■ **Goal of the exercise**
Filter the entries down to the lines containing "values", and copy those lines.

======== Provided records ========

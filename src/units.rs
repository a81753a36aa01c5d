//! Unit conversions for temperatures and gravities.
//!
//! Internal storage is always Celsius and specific gravity (SG); these
//! conversions run only at the boundaries (ingress payloads and display).

/// Convert Celsius to Fahrenheit.
///
/// # Example
///
/// ```
/// use brewsignal::units::celsius_to_fahrenheit;
///
/// let fahrenheit = celsius_to_fahrenheit(100.0);
/// assert!((fahrenheit - 212.0).abs() < 0.001);
/// ```
#[inline]
pub fn celsius_to_fahrenheit(celsius: f64) -> f64 {
    celsius * 9.0 / 5.0 + 32.0
}

/// Convert Fahrenheit to Celsius.
///
/// # Example
///
/// ```
/// use brewsignal::units::fahrenheit_to_celsius;
///
/// let celsius = fahrenheit_to_celsius(212.0);
/// assert!((celsius - 100.0).abs() < 0.001);
/// ```
#[inline]
pub fn fahrenheit_to_celsius(fahrenheit: f64) -> f64 {
    (fahrenheit - 32.0) * 5.0 / 9.0
}

/// Convert specific gravity to degrees Plato.
///
/// Standard ASBC cubic approximation, accurate to ±0.02°P over the brewing
/// range.
#[inline]
pub fn sg_to_plato(sg: f64) -> f64 {
    -616.868 + 1111.14 * sg - 630.272 * sg * sg + 135.997 * sg * sg * sg
}

/// Convert degrees Plato to specific gravity.
///
/// Inverse of the ASBC approximation; the rational form below matches
/// [`sg_to_plato`] to well under 0.0002 SG across the brewing range.
#[inline]
pub fn plato_to_sg(plato: f64) -> f64 {
    1.0 + plato / (258.6 - (plato / 258.2) * 227.1)
}

/// Convert specific gravity to degrees Brix.
///
/// Brix and Plato share a scale to within instrument tolerance for wort.
#[inline]
pub fn sg_to_brix(sg: f64) -> f64 {
    sg_to_plato(sg)
}

/// Convert degrees Brix to specific gravity.
#[inline]
pub fn brix_to_sg(brix: f64) -> f64 {
    plato_to_sg(brix)
}
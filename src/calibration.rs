//! Per-device calibration curves.
//!
//! A device carries at most one curve per quantity (gravity, temperature).
//! Tilt-class devices use a piecewise-linear table of `(raw, actual)`
//! points; iSpindel-class devices use a polynomial evaluated in the raw
//! domain. Curves are stored on the device row as JSON.

use serde::{Deserialize, Serialize};

use crate::error::{Error, Result};

/// A calibration curve mapping raw readings to actual values.
#[derive(Debug, Clone, PartialEq, Serialize, Deserialize)]
#[serde(tag = "type", rename_all = "snake_case")]
pub enum CalibrationCurve {
    /// Piecewise-linear interpolation over `(raw, actual)` points.
    ///
    /// Raw values must be strictly increasing. Outside the table the end
    /// segments are extended linearly.
    Linear {
        /// Calibration points as `(raw, actual)` pairs.
        points: Vec<(f64, f64)>,
    },
    /// Polynomial in the raw domain, coefficients in ascending power order.
    Polynomial {
        /// `c0 + c1*x + c2*x^2 + ...`
        coefficients: Vec<f64>,
    },
}

impl CalibrationCurve {
    /// Validate the curve's structural invariants.
    ///
    /// # Errors
    ///
    /// Returns [`Error::InvalidCalibration`] if a linear curve is empty or
    /// has non-increasing raw values, or a polynomial has no coefficients or
    /// a non-finite entry.
    pub fn validate(&self) -> Result<()> {
        match self {
            Self::Linear { points } => {
                if points.is_empty() {
                    return Err(Error::InvalidCalibration {
                        reason: "linear curve has no points".to_string(),
                    });
                }
                for pair in points.windows(2) {
                    if pair[1].0 <= pair[0].0 {
                        return Err(Error::InvalidCalibration {
                            reason: format!(
                                "raw values must be strictly increasing ({} then {})",
                                pair[0].0, pair[1].0
                            ),
                        });
                    }
                }
                if points.iter().any(|(r, a)| !r.is_finite() || !a.is_finite()) {
                    return Err(Error::InvalidCalibration {
                        reason: "non-finite calibration point".to_string(),
                    });
                }
                Ok(())
            }
            Self::Polynomial { coefficients } => {
                if coefficients.is_empty() {
                    return Err(Error::InvalidCalibration {
                        reason: "polynomial has no coefficients".to_string(),
                    });
                }
                if coefficients.iter().any(|c| !c.is_finite()) {
                    return Err(Error::InvalidCalibration {
                        reason: "non-finite polynomial coefficient".to_string(),
                    });
                }
                Ok(())
            }
        }
    }

    /// Apply the curve to a raw value.
    pub fn apply(&self, raw: f64) -> f64 {
        match self {
            Self::Linear { points } => Self::interpolate(points, raw),
            Self::Polynomial { coefficients } => {
                // Horner evaluation, highest power first.
                coefficients
                    .iter()
                    .rev()
                    .fold(0.0, |acc, c| acc * raw + c)
            }
        }
    }

    fn interpolate(points: &[(f64, f64)], raw: f64) -> f64 {
        match points {
            [] => raw,
            [(r, a)] => raw + (a - r),
            _ => {
                // Pick the segment containing raw, or the nearest end
                // segment for extrapolation.
                let last = points.len() - 2;
                let idx = points
                    .windows(2)
                    .position(|pair| raw <= pair[1].0)
                    .unwrap_or(last);
                let (r0, a0) = points[idx];
                let (r1, a1) = points[idx + 1];
                let slope = (a1 - a0) / (r1 - r0);
                a0 + (raw - r0) * slope
            }
        }
    }

    /// Parse a curve from its persisted JSON form and validate it.
    ///
    /// # Errors
    ///
    /// Returns an error if the JSON is not a curve or the curve is invalid.
    pub fn from_json(json: &str) -> Result<Self> {
        let curve: Self = serde_json::from_str(json)?;
        curve.validate()?;
        Ok(curve)
    }

    /// Serialize the curve to its persisted JSON form.
    pub fn to_json(&self) -> String {
        // A validated curve always serializes.
        serde_json::to_string(self).unwrap_or_else(|_| "null".to_string())
    }
}

#[cfg(test)]
mod tests {
    use super::*;
    use pretty_assertions::assert_eq;

    #[test]
    fn test_identity_points_are_identity() {
        let curve = CalibrationCurve::Linear {
            points: vec![(1.000, 1.000), (1.050, 1.050), (1.100, 1.100)],
        };
        curve.validate().unwrap();
        for raw in [0.990, 1.000, 1.025, 1.050, 1.080, 1.100, 1.115] {
            assert!((curve.apply(raw) - raw).abs() < 1e-12);
        }
    }

    #[test]
    fn test_linear_interpolation_between_points() {
        let curve = CalibrationCurve::Linear {
            points: vec![(1.000, 1.002), (1.060, 1.058)],
        };
        // Midpoint of the segment maps to the midpoint of the actuals.
        let mid = curve.apply(1.030);
        assert!((mid - 1.030).abs() < 1e-9);
    }

    #[test]
    fn test_linear_extrapolates_end_segments() {
        let curve = CalibrationCurve::Linear {
            points: vec![(10.0, 20.0), (20.0, 40.0)],
        };
        assert!((curve.apply(30.0) - 60.0).abs() < 1e-9);
        assert!((curve.apply(0.0) - 0.0).abs() < 1e-9);
    }

    #[test]
    fn test_single_point_offset() {
        let curve = CalibrationCurve::Linear {
            points: vec![(1.050, 1.053)],
        };
        assert!((curve.apply(1.040) - 1.043).abs() < 1e-9);
    }

    #[test]
    fn test_polynomial_horner() {
        // 2 + 3x + x^2
        let curve = CalibrationCurve::Polynomial {
            coefficients: vec![2.0, 3.0, 1.0],
        };
        curve.validate().unwrap();
        assert!((curve.apply(0.0) - 2.0).abs() < 1e-12);
        assert!((curve.apply(2.0) - 12.0).abs() < 1e-12);
    }

    #[test]
    fn test_validate_rejects_unsorted() {
        let curve = CalibrationCurve::Linear {
            points: vec![(1.050, 1.050), (1.000, 1.000)],
        };
        assert!(curve.validate().is_err());
    }

    #[test]
    fn test_validate_rejects_nan_coefficient() {
        let curve = CalibrationCurve::Polynomial {
            coefficients: vec![1.0, f64::NAN],
        };
        assert!(curve.validate().is_err());
    }

    #[test]
    fn test_json_roundtrip() {
        let curve = CalibrationCurve::Linear {
            points: vec![(1.000, 1.001), (1.050, 1.049)],
        };
        let back = CalibrationCurve::from_json(&curve.to_json()).unwrap();
        assert_eq!(curve, back);
    }
}
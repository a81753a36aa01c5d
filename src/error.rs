//! Error types for the brewsignal crate.

use thiserror::Error;

/// Why an adapter refused a payload.
///
/// Adapters never retry: the source re-broadcasts, so a failed parse is
/// logged and dropped by the ingest manager.
#[derive(Error, Debug, Clone, PartialEq, Eq)]
pub enum AdapterError {
    /// The payload did not match the adapter's wire format.
    #[error("malformed payload: {context}")]
    Malformed {
        /// Description of what was wrong with the payload.
        context: String,
    },

    /// The payload declared a format version this adapter does not speak.
    #[error("unsupported payload version: {version}")]
    UnsupportedVersion {
        /// The version that was encountered.
        version: u8,
    },

    /// A field the adapter requires was absent.
    #[error("missing required field: {field}")]
    MissingRequiredField {
        /// The name of the missing field.
        field: String,
    },
}

/// The main error type for this crate.
#[derive(Error, Debug)]
pub enum Error {
    /// Bluetooth-related error from the underlying BLE library.
    #[error("Bluetooth error: {0}")]
    Bluetooth(#[from] btleplug::Error),

    /// Bluetooth is not available or is disabled on this system.
    #[error("Bluetooth not available or disabled")]
    BluetoothUnavailable,

    /// An adapter could not parse a payload.
    #[error("adapter error: {0}")]
    Adapter(#[from] AdapterError),

    /// No adapter recognized the payload.
    #[error("no adapter matched payload from {source_hint}")]
    UnroutablePayload {
        /// Where the payload came from (protocol and address, for logs).
        source_hint: String,
    },

    /// The specified device is not known to the registry.
    #[error("device not found: {device_id}")]
    DeviceNotFound {
        /// The identifier that was searched for.
        device_id: String,
    },

    /// The specified batch does not exist or is deleted.
    #[error("batch not found: {batch_id}")]
    BatchNotFound {
        /// The batch id that was searched for.
        batch_id: i64,
    },

    /// A calibration curve failed validation.
    #[error("invalid calibration curve: {reason}")]
    InvalidCalibration {
        /// Why the curve was rejected.
        reason: String,
    },

    /// A batch state transition would violate an invariant.
    #[error("invalid batch transition: {reason}")]
    InvalidBatchTransition {
        /// Why the transition was rejected.
        reason: String,
    },

    /// Database error from the persistence layer.
    #[error("database error: {0}")]
    Database(#[from] sqlx::Error),

    /// The external switch service could not be reached.
    #[error("switch service unreachable for entity {entity_id}: {reason}")]
    SwitchUnreachable {
        /// The entity the command was addressed to.
        entity_id: String,
        /// Description of the transport failure.
        reason: String,
    },

    /// HTTP client error talking to an external collaborator.
    #[error("http client error: {0}")]
    Http(#[from] reqwest::Error),

    /// JSON encoding or decoding failed.
    #[error("json error: {0}")]
    Json(#[from] serde_json::Error),

    /// An invalid parameter was provided.
    #[error("invalid parameter: {name} = {value}")]
    InvalidParameter {
        /// The name of the parameter.
        name: String,
        /// The invalid value that was provided.
        value: String,
    },

    /// An internal error occurred.
    #[error("internal error: {0}")]
    Internal(String),
}

/// A specialized Result type for this crate.
pub type Result<T> = std::result::Result<T, Error>;

#[cfg(test)]
mod tests {
    use super::*;

    #[test]
    fn test_adapter_error_display() {
        let e = AdapterError::MissingRequiredField {
            field: "gravity".to_string(),
        };
        assert_eq!(e.to_string(), "missing required field: gravity");
    }

    #[test]
    fn test_adapter_error_converts() {
        let e: Error = AdapterError::Malformed {
            context: "short payload".to_string(),
        }
        .into();
        assert!(matches!(e, Error::Adapter(_)));
    }
}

========

■ **Result**
/// A calibration curve mapping raw readings to actual values.
    /// Raw values must be strictly increasing. Outside the table the end
    /// has non-increasing raw values, or a polynomial has no coefficients or
                                "raw values must be strictly increasing ({} then {})",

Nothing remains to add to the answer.